Exercise description -
Match on the string "context" in the entries below and return every matching line.
#### Input material ####
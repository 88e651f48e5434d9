// tollgate-core/src/infrastructure/config/mod.rs

pub mod context;
pub mod loader;
pub mod variables;

pub use context::{ContextConfig, DataContext, load_context_config};
pub use loader::{
    load_checkpoint, load_checkpoint_with, parse_checkpoint, save_checkpoint, to_json, to_yaml,
};
pub use variables::ConfigVariables;
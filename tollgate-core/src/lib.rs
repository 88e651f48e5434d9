// tollgate-core/src/lib.rs

#![allow(missing_docs)]
// Memory safety
#![deny(unsafe_code)]
// Robustness
#![warn(clippy::unwrap_used)]
#![warn(clippy::expect_used)]
#![warn(clippy::perf)]

// --- HEXAGONAL MODULES ---

// 0. Ports (Interfaces / Traits)
// Defines the contracts (CheckpointRepository...)
pub mod ports;

// 1. Domain (checkpoint model, linter, run names)
// Depends on nothing else in the crate.
pub mod domain;

// 2. Infrastructure (YAML loader, variables, data context, filesystem store)
pub mod infrastructure;

// 3. Application (Use Cases: planning, inspection, editing)
pub mod application;

// --- GLOBAL ERROR HANDLING ---
pub mod error;

// --- RE-EXPORTS (FACADE) ---
pub use domain::checkpoint::{ActionConfig, ActionSpec, CheckpointConfig, ValidationSpec};
pub use error::TollgateError;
####
Expected answer -
pub mod context;
pub use context::{ContextConfig, DataContext, load_context_config};
// 2. Infrastructure (YAML loader, variables, data context, filesystem store)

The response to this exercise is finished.